Should architects draft more humane prisons?

Charlotte Silver

Can design innovation mitigate the savagery of excessive incarceration in America? (Timothy A. Clary/AFP/Getty Images)

In 1957, as part of an effort to stabilize” Iraq against Soviet influence, the U.S. government contracted an American architecture firm to design a humane civilian detention facility. The facility was meant as an improvement over the country’s dark, crude barracks, in order to bolster morale for police and prisoners. Less than a decade later, the facility was finished. It was named Abu Ghraib.

Sperry hopes to convince the American Institute of Architects to prohibit its members from designing execution chambers and prisons that use long-term solitary confinement.

To architect Raphael Sperry, Abu Ghraib’s provenance illuminates how a design intended for humanitarian reform can go nowhere. While it may have been more sanitary than its predecessors, Abu Ghraib became a notorious site for torture.

Since the 1800s, prisons have evolved from penitentiaries, which isolated prisoners to enable personal repentance, to reformatories, which resembled highly regimented boot camps, to correctional facilities, which allow inmates to gather in open spaces at specified times. The latest model of prison design, known as new generation,” seeks to maintain control by limiting movement and interaction among prisoners.

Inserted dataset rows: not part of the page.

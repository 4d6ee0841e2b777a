// ─────────────────────────────────────────────────────────────────────
// StructGate — Dense Linear Algebra Helpers
// ─────────────────────────────────────────────────────────────────────
//! Softmax and singular values for the probes.
//!
//! Singular values come from a one-sided (Hestenes) Jacobi SVD that
//! rotates pairs of rows of `C` until they are mutually orthogonal; the
//! row norms are then the singular values. Working on `C` itself keeps
//! the small singular values accurate to about `ε·σ₁`, where squaring
//! into a Gram matrix would lose half the digits.

use structgate_types::{StructGateError, StructGateResult};

/// Numerically stable softmax (shift by max, then exponentiate).
///
/// Returns `None` for an empty input, any NaN, a `+∞` score, or when every
/// score is `−∞`. Individual `−∞` scores (masked tokens) get probability 0.
pub fn softmax(scores: &[f64]) -> Option<Vec<f64>> {
    if scores.is_empty() || scores.iter().any(|s| s.is_nan()) {
        return None;
    }
    let max = scores.iter().copied().fold(f64::NEG_INFINITY, f64::max);
    if !max.is_finite() {
        return None;
    }
    let exps: Vec<f64> = scores.iter().map(|s| (s - max).exp()).collect();
    let total: f64 = exps.iter().sum();
    // total >= 1 because the max entry contributes exp(0).
    Some(exps.into_iter().map(|e| e / total).collect())
}

/// Euclidean dot product of two equal-length slices.
pub fn dot(a: &[f64], b: &[f64]) -> f64 {
    a.iter().zip(b).map(|(x, y)| x * y).sum()
}

/// L2 norm.
pub fn l2_norm(v: &[f64]) -> f64 {
    dot(v, v).sqrt()
}

/// Subtract the column-wise mean from a row-major `rows × cols` matrix.
pub fn center_columns(m: &mut [f64], rows: usize, cols: usize) {
    if rows == 0 {
        return;
    }
    for c in 0..cols {
        let mean = (0..rows).map(|r| m[r * cols + c]).sum::<f64>() / rows as f64;
        for r in 0..rows {
            m[r * cols + c] -= mean;
        }
    }
}

/// Singular values of a row-major `rows × cols` matrix, descending.
///
/// Returns `rows` values; when `rows > cols` the surplus ones are zero up
/// to rounding. Fails with [`StructGateError::Numerical`] on non-finite
/// input or when the rotations do not converge.
pub fn singular_values(m: &[f64], rows: usize, cols: usize) -> StructGateResult<Vec<f64>> {
    if m.len() != rows * cols {
        return Err(StructGateError::Validation(format!(
            "matrix has {} values, expected {rows}x{cols}",
            m.len()
        )));
    }
    if m.iter().any(|v| !v.is_finite()) {
        return Err(StructGateError::Numerical(
            "non-finite value in matrix".to_string(),
        ));
    }
    let mut a = m.to_vec();
    orthogonalize_rows(&mut a, rows, cols)?;

    let mut sv: Vec<f64> = a.chunks(cols.max(1)).take(rows).map(l2_norm).collect();
    if sv.iter().any(|v| !v.is_finite()) {
        return Err(StructGateError::Numerical(
            "non-finite singular value".to_string(),
        ));
    }
    sv.sort_by(|a, b| b.partial_cmp(a).unwrap_or(std::cmp::Ordering::Equal));
    Ok(sv)
}

/// Cyclic one-sided Jacobi: rotate row pairs of `a` (row-major
/// `rows × cols`) until every pair is orthogonal to working precision.
pub fn orthogonalize_rows(a: &mut [f64], rows: usize, cols: usize) -> StructGateResult<()> {
    const MAX_SWEEPS: usize = 60;
    const REL_TOL: f64 = 1e-15;

    let frobenius = l2_norm(a);
    if !frobenius.is_finite() {
        return Err(StructGateError::Numerical("matrix norm overflowed".to_string()));
    }
    // Rows this small carry no information at the matrix scale.
    let negligible = (f64::EPSILON * frobenius).powi(2);

    for _ in 0..MAX_SWEEPS {
        let mut rotated = false;
        for p in 0..rows {
            for q in (p + 1)..rows {
                let (head, tail) = a.split_at_mut(q * cols);
                let rp = &mut head[p * cols..(p + 1) * cols];
                let rq = &mut tail[..cols];

                let alpha = dot(rp, rp);
                let beta = dot(rq, rq);
                let gamma = dot(rp, rq);
                if alpha.min(beta) <= negligible
                    || gamma.abs() <= REL_TOL * (alpha * beta).sqrt()
                {
                    continue;
                }
                rotated = true;

                let zeta = (beta - alpha) / (2.0 * gamma);
                // Smaller root for numerical stability.
                let t = zeta.signum() / (zeta.abs() + (1.0 + zeta * zeta).sqrt());
                let c = 1.0 / (1.0 + t * t).sqrt();
                let s = c * t;
                for (x, y) in rp.iter_mut().zip(rq.iter_mut()) {
                    let (xp, yq) = (*x, *y);
                    *x = c * xp - s * yq;
                    *y = s * xp + c * yq;
                }
            }
        }
        if !rotated {
            return Ok(());
        }
    }
    Err(StructGateError::Numerical(format!(
        "one-sided Jacobi did not converge in {MAX_SWEEPS} sweeps"
    )))
}

#[cfg(test)]
mod tests {
    use super::*;

    #[test]
    fn test_softmax_sums_to_one() {
        let p = softmax(&[1.0, 2.0, 3.0]).unwrap();
        assert!((p.iter().sum::<f64>() - 1.0).abs() < 1e-12);
        assert!(p[2] > p[1] && p[1] > p[0]);
    }

    #[test]
    fn test_softmax_large_logits_stable() {
        let p = softmax(&[1000.0, 1000.0]).unwrap();
        assert!((p[0] - 0.5).abs() < 1e-12);
    }

    #[test]
    fn test_softmax_masked_token() {
        let p = softmax(&[0.0, f64::NEG_INFINITY]).unwrap();
        assert_eq!(p, vec![1.0, 0.0]);
    }

    #[test]
    fn test_softmax_invalid() {
        assert!(softmax(&[]).is_none());
        assert!(softmax(&[1.0, f64::NAN]).is_none());
        assert!(softmax(&[f64::INFINITY, 1.0]).is_none());
        assert!(softmax(&[f64::NEG_INFINITY, f64::NEG_INFINITY]).is_none());
    }

    #[test]
    fn test_center_columns() {
        let mut m = vec![1.0, 10.0, 3.0, 20.0];
        center_columns(&mut m, 2, 2);
        assert_eq!(m, vec![-1.0, -5.0, 1.0, 5.0]);
    }

    #[test]
    fn test_orthogonalize_rows_makes_rows_orthogonal() {
        let mut a = vec![4.0, 1.0, 0.5, 1.0, 3.0, 0.8, 0.5, 0.8, 2.0];
        let before = l2_norm(&a);
        orthogonalize_rows(&mut a, 3, 3).unwrap();
        for p in 0..3 {
            for q in (p + 1)..3 {
                let g = dot(&a[p * 3..p * 3 + 3], &a[q * 3..q * 3 + 3]);
                assert!(g.abs() < 1e-12, "rows {p},{q}: {g}");
            }
        }
        // Rotations preserve the Frobenius norm.
        assert!((l2_norm(&a) - before).abs() < 1e-12);
    }

    #[test]
    fn test_singular_values_known_matrix() {
        // diag(3, 2) padded with a zero column: singular values 3, 2.
        let m = vec![3.0, 0.0, 0.0, 0.0, 2.0, 0.0];
        let sv = singular_values(&m, 2, 3).unwrap();
        assert!((sv[0] - 3.0).abs() < 1e-10);
        assert!((sv[1] - 2.0).abs() < 1e-10);
    }

    #[test]
    fn test_singular_values_rank_one() {
        // Every row a multiple of (1, 2): one non-zero singular value.
        let m = vec![1.0, 2.0, 2.0, 4.0, -1.0, -2.0];
        let sv = singular_values(&m, 3, 2).unwrap();
        let expected = (6.0_f64 * 5.0).sqrt(); // ||(1,2,-1)|| * ||(1,2)||
        assert!((sv[0] - expected).abs() < 1e-9);
        assert!(sv[1] < 1e-6 && sv[2] < 1e-6);
    }

    #[test]
    fn test_singular_values_rank_one_large_scale() {
        // Zero singular values stay at rounding level relative to σ₁.
        let dir = [1.0, -2.0, 0.5, 3.0];
        let m: Vec<f64> = (0..10)
            .flat_map(|k| dir.iter().map(move |d| d * 1e4 * (k as f64 - 4.5)))
            .collect();
        let sv = singular_values(&m, 10, 4).unwrap();
        assert_eq!(sv.len(), 10);
        assert!(sv[0] > 1e5);
        for s in &sv[1..] {
            assert!(*s < 1e-9 * sv[0], "residual σ = {s}");
        }
    }

    #[test]
    fn test_singular_values_more_rows_than_columns() {
        let m = vec![1.0, 0.0, 0.0, 1.0, 1.0, 1.0];
        let sv = singular_values(&m, 3, 2).unwrap();
        // Cᵀ·C = [[2, 1], [1, 2]]: eigenvalues 3 and 1.
        assert!((sv[0] - 3.0_f64.sqrt()).abs() < 1e-12);
        assert!((sv[1] - 1.0).abs() < 1e-12);
        assert!(sv[2] < 1e-12);
    }

    #[test]
    fn test_singular_values_rejects_nan() {
        let m = vec![1.0, f64::NAN, 0.0, 1.0];
        assert!(matches!(
            singular_values(&m, 2, 2),
            Err(StructGateError::Numerical(_))
        ));
    }

    #[test]
    fn test_singular_values_shape_mismatch() {
        assert!(matches!(
            singular_values(&[1.0, 2.0, 3.0], 2, 2),
            Err(StructGateError::Validation(_))
        ));
    }
}
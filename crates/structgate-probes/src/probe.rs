// ─────────────────────────────────────────────────────────────────────
// StructGate — Probe Capability
// ─────────────────────────────────────────────────────────────────────

use structgate_types::{Observable, ProbeSpec, StepTrace, StructGateResult};

use crate::entropy::EntropyProbe;
use crate::internal::{LayerDeltaProbe, NormProbe};
use crate::margin::MarginProbe;
use crate::multi::MultiProbe;
use crate::spectral::SpectralProbe;

/// Extracts diagnostic signals from one generation step.
pub trait Probe {
    /// Short stable identifier, used in logs.
    fn name(&self) -> &'static str;

    /// Observe one step and return the metrics this probe could compute.
    fn observe(&mut self, step: &StepTrace) -> Observable;

    /// Drop any cross-step state. Stateless probes have none.
    fn reset(&mut self) {}
}

/// The closed set of probe variants, chosen at construction.
#[derive(Debug, Clone)]
pub enum ProbeKind {
    Entropy(EntropyProbe),
    Margin(MarginProbe),
    LayerDelta(LayerDeltaProbe),
    Norm(NormProbe),
    Spectral(SpectralProbe),
    Multi(MultiProbe),
}

impl ProbeKind {
    /// Build a probe from its configuration entry.
    pub fn from_spec(spec: &ProbeSpec) -> StructGateResult<Self> {
        spec.validate()?;
        Ok(match spec {
            ProbeSpec::Entropy => Self::Entropy(EntropyProbe),
            ProbeSpec::Margin => Self::Margin(MarginProbe),
            ProbeSpec::LayerDelta => Self::LayerDelta(LayerDeltaProbe),
            ProbeSpec::Norm => Self::Norm(NormProbe),
            ProbeSpec::Spectral {
                window_size,
                rank_tolerance,
            } => Self::Spectral(
                SpectralProbe::try_new(*window_size)?.with_rank_tolerance(*rank_tolerance),
            ),
        })
    }
}

impl Probe for ProbeKind {
    fn name(&self) -> &'static str {
        match self {
            Self::Entropy(p) => p.name(),
            Self::Margin(p) => p.name(),
            Self::LayerDelta(p) => p.name(),
            Self::Norm(p) => p.name(),
            Self::Spectral(p) => p.name(),
            Self::Multi(p) => p.name(),
        }
    }

    fn observe(&mut self, step: &StepTrace) -> Observable {
        match self {
            Self::Entropy(p) => p.observe(step),
            Self::Margin(p) => p.observe(step),
            Self::LayerDelta(p) => p.observe(step),
            Self::Norm(p) => p.observe(step),
            Self::Spectral(p) => p.observe(step),
            Self::Multi(p) => p.observe(step),
        }
    }

    fn reset(&mut self) {
        match self {
            Self::Spectral(p) => p.reset(),
            Self::Multi(p) => p.reset(),
            Self::Entropy(_) | Self::Margin(_) | Self::LayerDelta(_) | Self::Norm(_) => {}
        }
    }
}

impl From<EntropyProbe> for ProbeKind {
    fn from(p: EntropyProbe) -> Self {
        Self::Entropy(p)
    }
}

impl From<MarginProbe> for ProbeKind {
    fn from(p: MarginProbe) -> Self {
        Self::Margin(p)
    }
}

impl From<LayerDeltaProbe> for ProbeKind {
    fn from(p: LayerDeltaProbe) -> Self {
        Self::LayerDelta(p)
    }
}

impl From<NormProbe> for ProbeKind {
    fn from(p: NormProbe) -> Self {
        Self::Norm(p)
    }
}

impl From<SpectralProbe> for ProbeKind {
    fn from(p: SpectralProbe) -> Self {
        Self::Spectral(p)
    }
}

impl From<MultiProbe> for ProbeKind {
    fn from(p: MultiProbe) -> Self {
        Self::Multi(p)
    }
}
// ─────────────────────────────────────────────────────────────────────
// StructGate — Error Hierarchy
// ─────────────────────────────────────────────────────────────────────

use thiserror::Error;

/// Root error type for all StructGate failures.
///
/// Probes and policies never return these: a probe that cannot compute a
/// metric omits it, and a policy fails closed. Errors are reserved for the
/// edges of the pipeline (configuration, model collaborator, malformed
/// step data) and for solver internals that the spectral probe absorbs.
#[derive(Error, Debug)]
pub enum StructGateError {
    /// The model collaborator failed to load or to produce a step.
    #[error("model error: {0}")]
    Model(String),

    /// Invalid configuration (window size, bounds, empty constraint set).
    #[error("config error: {0}")]
    Config(String),

    /// Malformed step data (hidden-state shape does not match its buffer).
    #[error("validation error: {0}")]
    Validation(String),

    /// Numerical error (NaN/Inf, solver non-convergence).
    #[error("numerical error: {0}")]
    Numerical(String),
}

pub type StructGateResult<T> = Result<T, StructGateError>;
// ─────────────────────────────────────────────────────────────────────
// StructGate — Configuration
// ─────────────────────────────────────────────────────────────────────

use serde::{Deserialize, Serialize};

use crate::error::{StructGateError, StructGateResult};
use crate::observable::Metric;

/// Default trailing window of the spectral probe.
pub const DEFAULT_WINDOW_SIZE: usize = 10;

/// Singular values above this count toward the reported rank.
pub const DEFAULT_RANK_TOLERANCE: f64 = 1e-6;

fn default_window_size() -> usize {
    DEFAULT_WINDOW_SIZE
}

fn default_rank_tolerance() -> f64 {
    DEFAULT_RANK_TOLERANCE
}

/// Which probe to build, and its parameters.
#[derive(Debug, Clone, PartialEq, Serialize, Deserialize)]
#[serde(tag = "kind", rename_all = "snake_case", deny_unknown_fields)]
pub enum ProbeSpec {
    Entropy,
    Margin,
    LayerDelta,
    Norm,
    Spectral {
        #[serde(default = "default_window_size")]
        window_size: usize,
        #[serde(default = "default_rank_tolerance")]
        rank_tolerance: f64,
    },
}

impl ProbeSpec {
    pub fn spectral(window_size: usize) -> Self {
        Self::Spectral {
            window_size,
            rank_tolerance: DEFAULT_RANK_TOLERANCE,
        }
    }

    pub fn validate(&self) -> StructGateResult<()> {
        if let Self::Spectral {
            window_size,
            rank_tolerance,
        } = self
        {
            if *window_size < 1 {
                return Err(StructGateError::Config(format!(
                    "window_size must be >= 1, got {window_size}"
                )));
            }
            if !rank_tolerance.is_finite() || *rank_tolerance <= 0.0 {
                return Err(StructGateError::Config(format!(
                    "rank_tolerance must be finite and > 0, got {rank_tolerance}"
                )));
            }
        }
        Ok(())
    }
}

/// Direction in which a bound constrains its metric.
#[derive(Debug, Clone, Copy, PartialEq, Eq, Hash, Default, Serialize, Deserialize)]
#[serde(rename_all = "snake_case")]
pub enum Comparison {
    /// Upper bound: the metric must not exceed the bound.
    #[default]
    Max,
    /// Lower bound: the metric must reach the bound.
    Min,
}

/// One `(metric, bound, direction)` triple.
#[derive(Debug, Clone, Copy, PartialEq, Serialize, Deserialize)]
#[serde(deny_unknown_fields)]
pub struct ConstraintSpec {
    pub metric: Metric,
    pub bound: f64,
    #[serde(default)]
    pub comparison: Comparison,
}

impl ConstraintSpec {
    pub fn max(metric: Metric, bound: f64) -> Self {
        Self {
            metric,
            bound,
            comparison: Comparison::Max,
        }
    }

    pub fn min(metric: Metric, bound: f64) -> Self {
        Self {
            metric,
            bound,
            comparison: Comparison::Min,
        }
    }

    pub fn validate(&self) -> StructGateResult<()> {
        if !self.bound.is_finite() {
            return Err(StructGateError::Config(format!(
                "bound for {} must be finite, got {}",
                self.metric, self.bound
            )));
        }
        Ok(())
    }
}

/// Which gate policy to build.
#[derive(Debug, Clone, PartialEq, Serialize, Deserialize)]
#[serde(tag = "kind", rename_all = "snake_case", deny_unknown_fields)]
pub enum PolicySpec {
    /// Single metric, single bound.
    Threshold {
        metric: Metric,
        bound: f64,
        #[serde(default)]
        comparison: Comparison,
    },
    /// Every constraint must hold (logical AND).
    Fusion { constraints: Vec<ConstraintSpec> },
    /// Observe only; the gate always answers NOOP.
    Passive,
}

impl PolicySpec {
    pub fn validate(&self) -> StructGateResult<()> {
        match self {
            Self::Threshold {
                metric,
                bound,
                comparison,
            } => ConstraintSpec {
                metric: *metric,
                bound: *bound,
                comparison: *comparison,
            }
            .validate(),
            Self::Fusion { constraints } => {
                if constraints.is_empty() {
                    return Err(StructGateError::Config(
                        "fusion policy needs at least one constraint".to_string(),
                    ));
                }
                constraints.iter().try_for_each(ConstraintSpec::validate)
            }
            Self::Passive => Ok(()),
        }
    }
}

/// Generation loop parameters.
#[derive(Debug, Clone, Serialize, Deserialize)]
#[serde(default, deny_unknown_fields)]
pub struct EngineConfig {
    /// Upper bound on steps per run.
    pub max_steps: usize,
    /// Stop the run at the first REFUSE (the refusing step is still logged).
    pub halt_on_refuse: bool,
    /// Emit one status line per step at `info` level.
    pub verbose: bool,
}

impl Default for EngineConfig {
    fn default() -> Self {
        Self {
            max_steps: 32,
            halt_on_refuse: false,
            verbose: false,
        }
    }
}

/// Full runtime configuration.
#[derive(Debug, Clone, Serialize, Deserialize)]
#[serde(default, deny_unknown_fields)]
pub struct StructGateConfig {
    /// Probes, in aggregation order (later keys win on collision).
    pub probes: Vec<ProbeSpec>,
    /// Gate policy; `None` runs without a gate.
    pub policy: Option<PolicySpec>,
    pub engine: EngineConfig,
}

impl Default for StructGateConfig {
    fn default() -> Self {
        Self {
            probes: vec![
                ProbeSpec::Entropy,
                ProbeSpec::Margin,
                ProbeSpec::LayerDelta,
                ProbeSpec::Norm,
                ProbeSpec::spectral(DEFAULT_WINDOW_SIZE),
            ],
            // Entropy <= 6.5 AND margin >= 0.02 (empirical calibration).
            policy: Some(PolicySpec::Fusion {
                constraints: vec![
                    ConstraintSpec::max(Metric::Entropy, 6.5),
                    ConstraintSpec::min(Metric::Margin, 0.02),
                ],
            }),
            engine: EngineConfig::default(),
        }
    }
}

impl StructGateConfig {
    /// Validate configuration parameters.
    pub fn validate(&self) -> StructGateResult<()> {
        if self.probes.is_empty() {
            return Err(StructGateError::Config(
                "at least one probe must be configured".to_string(),
            ));
        }
        self.probes.iter().try_for_each(ProbeSpec::validate)?;
        if let Some(policy) = &self.policy {
            policy.validate()?;
        }
        Ok(())
    }

    /// Load from JSON string. Unknown keys are rejected.
    pub fn from_json(json: &str) -> StructGateResult<Self> {
        serde_json::from_str(json)
            .map_err(|e| StructGateError::Config(format!("JSON parse error: {e}")))
    }

    /// Load from JSON and validate in one step.
    pub fn from_json_validated(json: &str) -> StructGateResult<Self> {
        let config = Self::from_json(json)?;
        config.validate()?;
        log::debug!(
            "loaded config: {} probes, policy={}",
            config.probes.len(),
            config.policy.is_some()
        );
        Ok(config)
    }
}

#[cfg(test)]
mod tests {
    use super::*;

    #[test]
    fn test_default_is_valid() {
        assert!(StructGateConfig::default().validate().is_ok());
    }

    #[test]
    fn test_zero_window_rejected() {
        let config = StructGateConfig {
            probes: vec![ProbeSpec::spectral(0)],
            ..Default::default()
        };
        let err = config.validate().unwrap_err();
        assert!(err.to_string().contains("window_size"));
    }

    #[test]
    fn test_empty_fusion_rejected() {
        let config = StructGateConfig {
            policy: Some(PolicySpec::Fusion {
                constraints: vec![],
            }),
            ..Default::default()
        };
        assert!(matches!(
            config.validate(),
            Err(StructGateError::Config(_))
        ));
    }

    #[test]
    fn test_nan_bound_rejected() {
        let policy = PolicySpec::Threshold {
            metric: Metric::Entropy,
            bound: f64::NAN,
            comparison: Comparison::Max,
        };
        assert!(policy.validate().is_err());
    }

    #[test]
    fn test_no_probes_rejected() {
        let config = StructGateConfig {
            probes: vec![],
            ..Default::default()
        };
        assert!(config.validate().is_err());
    }

    #[test]
    fn test_from_json() {
        let json = r#"{
            "probes": [
                {"kind": "entropy"},
                {"kind": "spectral", "window_size": 6}
            ],
            "policy": {"kind": "threshold", "metric": "entropy", "bound": 6.5},
            "engine": {"max_steps": 24, "halt_on_refuse": true}
        }"#;
        let config = StructGateConfig::from_json_validated(json).unwrap();
        assert_eq!(config.probes.len(), 2);
        assert_eq!(
            config.probes[1],
            ProbeSpec::Spectral {
                window_size: 6,
                rank_tolerance: DEFAULT_RANK_TOLERANCE
            }
        );
        assert_eq!(
            config.policy,
            Some(PolicySpec::Threshold {
                metric: Metric::Entropy,
                bound: 6.5,
                comparison: Comparison::Max
            })
        );
        assert_eq!(config.engine.max_steps, 24);
        assert!(config.engine.halt_on_refuse);
        assert!(!config.engine.verbose);
    }

    #[test]
    fn test_unknown_keys_rejected() {
        assert!(StructGateConfig::from_json(r#"{"temperature": 0.7}"#).is_err());
        assert!(StructGateConfig::from_json(
            r#"{"probes": [{"kind": "spectral", "window": 6}]}"#
        )
        .is_err());
        assert!(StructGateConfig::from_json(
            r#"{"policy": {"kind": "threshold", "metric": "perplexity", "bound": 1.0}}"#
        )
        .is_err());
    }

    #[test]
    fn test_fusion_from_json_min_comparison() {
        let json = r#"{"policy": {"kind": "fusion", "constraints": [
            {"metric": "entropy", "bound": 6.5},
            {"metric": "margin", "bound": 0.02, "comparison": "min"}
        ]}}"#;
        let config = StructGateConfig::from_json_validated(json).unwrap();
        match config.policy {
            Some(PolicySpec::Fusion { constraints }) => {
                assert_eq!(constraints[0], ConstraintSpec::max(Metric::Entropy, 6.5));
                assert_eq!(constraints[1], ConstraintSpec::min(Metric::Margin, 0.02));
            }
            other => panic!("expected fusion policy, got {other:?}"),
        }
        // Probes fall back to the default suite.
        assert_eq!(config.probes.len(), 5);
    }
}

Sperry, who serves as president of the nonprofit organization Architects / Designers / Planners for Social Responsibility, believes the endless iterations of prison reform are futile until the fundamental problems plaguing our criminal justice system are resolved, such as skyrocketing rates of incarceration, mandatory minimum sentences and the over-representation of people of color in the prison population. No design innovation can mitigate the savagery of excessive incarceration in America, Sperry argues, and therefore architects should refrain from accepting contracts to reform” prisons with new designs.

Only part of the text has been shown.